What you need to do: Examine the records and identify each line that includes the string "dispatcher". Copy those lines.

Available records:
┌──

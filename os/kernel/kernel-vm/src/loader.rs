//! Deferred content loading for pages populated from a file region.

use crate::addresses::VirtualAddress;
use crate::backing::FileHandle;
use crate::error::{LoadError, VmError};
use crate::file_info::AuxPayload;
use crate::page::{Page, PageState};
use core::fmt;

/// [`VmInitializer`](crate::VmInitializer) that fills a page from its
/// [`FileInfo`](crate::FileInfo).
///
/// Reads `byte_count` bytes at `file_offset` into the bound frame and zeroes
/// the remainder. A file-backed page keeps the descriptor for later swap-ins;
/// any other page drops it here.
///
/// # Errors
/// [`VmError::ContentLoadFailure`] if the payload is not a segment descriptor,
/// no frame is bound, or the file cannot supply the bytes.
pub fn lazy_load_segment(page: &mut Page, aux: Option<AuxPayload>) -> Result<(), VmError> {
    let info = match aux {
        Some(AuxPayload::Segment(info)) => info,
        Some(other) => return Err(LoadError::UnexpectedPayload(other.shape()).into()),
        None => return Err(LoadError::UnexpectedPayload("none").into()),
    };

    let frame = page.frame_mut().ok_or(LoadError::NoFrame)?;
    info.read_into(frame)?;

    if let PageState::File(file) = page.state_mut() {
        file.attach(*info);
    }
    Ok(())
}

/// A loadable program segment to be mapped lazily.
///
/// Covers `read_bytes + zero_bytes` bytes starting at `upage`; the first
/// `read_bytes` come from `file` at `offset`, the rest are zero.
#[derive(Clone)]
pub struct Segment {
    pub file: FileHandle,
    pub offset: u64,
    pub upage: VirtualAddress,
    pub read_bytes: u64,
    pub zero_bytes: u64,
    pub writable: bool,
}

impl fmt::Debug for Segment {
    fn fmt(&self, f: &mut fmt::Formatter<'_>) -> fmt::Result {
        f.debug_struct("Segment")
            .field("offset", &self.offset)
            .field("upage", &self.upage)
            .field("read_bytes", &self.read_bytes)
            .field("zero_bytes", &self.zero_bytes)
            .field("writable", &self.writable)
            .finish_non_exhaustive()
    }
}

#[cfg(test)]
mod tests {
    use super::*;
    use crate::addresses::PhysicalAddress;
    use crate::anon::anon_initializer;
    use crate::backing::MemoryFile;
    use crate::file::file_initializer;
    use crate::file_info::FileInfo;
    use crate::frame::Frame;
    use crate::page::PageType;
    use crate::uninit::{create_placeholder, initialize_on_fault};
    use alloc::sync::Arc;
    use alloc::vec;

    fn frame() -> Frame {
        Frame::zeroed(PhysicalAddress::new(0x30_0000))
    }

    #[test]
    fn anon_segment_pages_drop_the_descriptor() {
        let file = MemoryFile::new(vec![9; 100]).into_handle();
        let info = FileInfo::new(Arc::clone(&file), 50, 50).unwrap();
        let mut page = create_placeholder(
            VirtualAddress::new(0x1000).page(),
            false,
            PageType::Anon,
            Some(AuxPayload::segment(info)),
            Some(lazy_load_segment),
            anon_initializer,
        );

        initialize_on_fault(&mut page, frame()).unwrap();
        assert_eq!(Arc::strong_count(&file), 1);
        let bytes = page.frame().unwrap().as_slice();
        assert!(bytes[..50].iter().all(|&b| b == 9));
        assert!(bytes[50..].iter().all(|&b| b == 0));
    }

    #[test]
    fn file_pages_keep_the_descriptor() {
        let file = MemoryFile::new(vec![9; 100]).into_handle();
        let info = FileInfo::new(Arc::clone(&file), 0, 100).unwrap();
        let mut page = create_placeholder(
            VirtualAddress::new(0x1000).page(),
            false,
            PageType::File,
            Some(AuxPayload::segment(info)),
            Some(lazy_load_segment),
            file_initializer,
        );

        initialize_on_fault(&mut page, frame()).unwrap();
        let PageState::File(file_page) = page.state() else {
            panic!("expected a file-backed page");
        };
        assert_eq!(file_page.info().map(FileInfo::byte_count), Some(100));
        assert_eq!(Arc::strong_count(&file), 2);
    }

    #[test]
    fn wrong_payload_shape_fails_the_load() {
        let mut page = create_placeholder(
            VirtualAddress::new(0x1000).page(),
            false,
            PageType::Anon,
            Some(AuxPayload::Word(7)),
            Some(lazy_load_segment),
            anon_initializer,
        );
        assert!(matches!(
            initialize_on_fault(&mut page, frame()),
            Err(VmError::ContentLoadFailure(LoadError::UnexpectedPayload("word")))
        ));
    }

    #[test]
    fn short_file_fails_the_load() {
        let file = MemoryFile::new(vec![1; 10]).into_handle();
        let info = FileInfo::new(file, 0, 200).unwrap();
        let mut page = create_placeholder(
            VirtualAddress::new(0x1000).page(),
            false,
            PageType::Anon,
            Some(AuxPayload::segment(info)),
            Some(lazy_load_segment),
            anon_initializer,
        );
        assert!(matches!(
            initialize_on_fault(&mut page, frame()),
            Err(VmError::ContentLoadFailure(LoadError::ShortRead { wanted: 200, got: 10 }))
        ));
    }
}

└──
┌──

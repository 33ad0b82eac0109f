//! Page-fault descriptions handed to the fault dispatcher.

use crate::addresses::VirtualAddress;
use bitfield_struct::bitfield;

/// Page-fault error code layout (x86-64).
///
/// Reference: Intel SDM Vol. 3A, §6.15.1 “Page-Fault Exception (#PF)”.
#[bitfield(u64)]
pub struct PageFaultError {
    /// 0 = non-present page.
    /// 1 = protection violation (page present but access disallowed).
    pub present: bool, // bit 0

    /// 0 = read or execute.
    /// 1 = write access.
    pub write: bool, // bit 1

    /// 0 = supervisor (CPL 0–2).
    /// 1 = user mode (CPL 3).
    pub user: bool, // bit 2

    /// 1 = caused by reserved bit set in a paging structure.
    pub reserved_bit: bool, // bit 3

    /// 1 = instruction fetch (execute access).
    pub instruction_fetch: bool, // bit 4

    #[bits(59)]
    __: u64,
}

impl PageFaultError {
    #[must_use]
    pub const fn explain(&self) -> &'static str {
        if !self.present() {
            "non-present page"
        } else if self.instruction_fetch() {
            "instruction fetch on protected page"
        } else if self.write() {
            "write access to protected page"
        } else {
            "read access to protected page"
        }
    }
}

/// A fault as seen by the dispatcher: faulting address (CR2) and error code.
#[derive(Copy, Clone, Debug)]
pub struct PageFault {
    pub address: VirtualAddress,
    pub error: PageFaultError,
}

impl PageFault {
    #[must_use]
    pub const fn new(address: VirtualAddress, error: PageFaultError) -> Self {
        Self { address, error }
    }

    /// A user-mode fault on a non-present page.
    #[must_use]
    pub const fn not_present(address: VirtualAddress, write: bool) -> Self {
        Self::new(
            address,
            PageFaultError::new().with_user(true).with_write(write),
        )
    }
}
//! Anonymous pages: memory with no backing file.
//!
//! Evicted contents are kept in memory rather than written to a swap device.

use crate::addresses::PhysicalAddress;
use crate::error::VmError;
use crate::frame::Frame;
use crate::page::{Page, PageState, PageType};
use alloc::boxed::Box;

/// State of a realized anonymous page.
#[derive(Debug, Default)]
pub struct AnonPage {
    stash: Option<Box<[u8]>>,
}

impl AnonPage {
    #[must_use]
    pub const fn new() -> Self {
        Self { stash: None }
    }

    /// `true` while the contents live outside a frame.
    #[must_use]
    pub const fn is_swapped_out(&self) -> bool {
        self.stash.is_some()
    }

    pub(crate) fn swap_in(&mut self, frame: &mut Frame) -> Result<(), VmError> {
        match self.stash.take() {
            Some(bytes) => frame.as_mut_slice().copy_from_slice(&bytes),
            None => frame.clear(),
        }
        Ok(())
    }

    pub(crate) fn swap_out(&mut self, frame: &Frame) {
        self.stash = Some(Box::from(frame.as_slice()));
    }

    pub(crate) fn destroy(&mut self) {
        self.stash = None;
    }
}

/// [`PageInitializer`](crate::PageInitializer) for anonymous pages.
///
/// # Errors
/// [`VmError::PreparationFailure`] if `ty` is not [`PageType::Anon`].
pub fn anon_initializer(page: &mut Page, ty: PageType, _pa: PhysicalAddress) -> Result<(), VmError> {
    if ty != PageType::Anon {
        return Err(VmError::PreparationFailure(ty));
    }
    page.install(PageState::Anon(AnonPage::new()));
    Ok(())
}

└──

Response to this task:
//! Page-fault descriptions handed to the fault dispatcher.
/// A fault as seen by the dispatcher: faulting address (CR2) and error code.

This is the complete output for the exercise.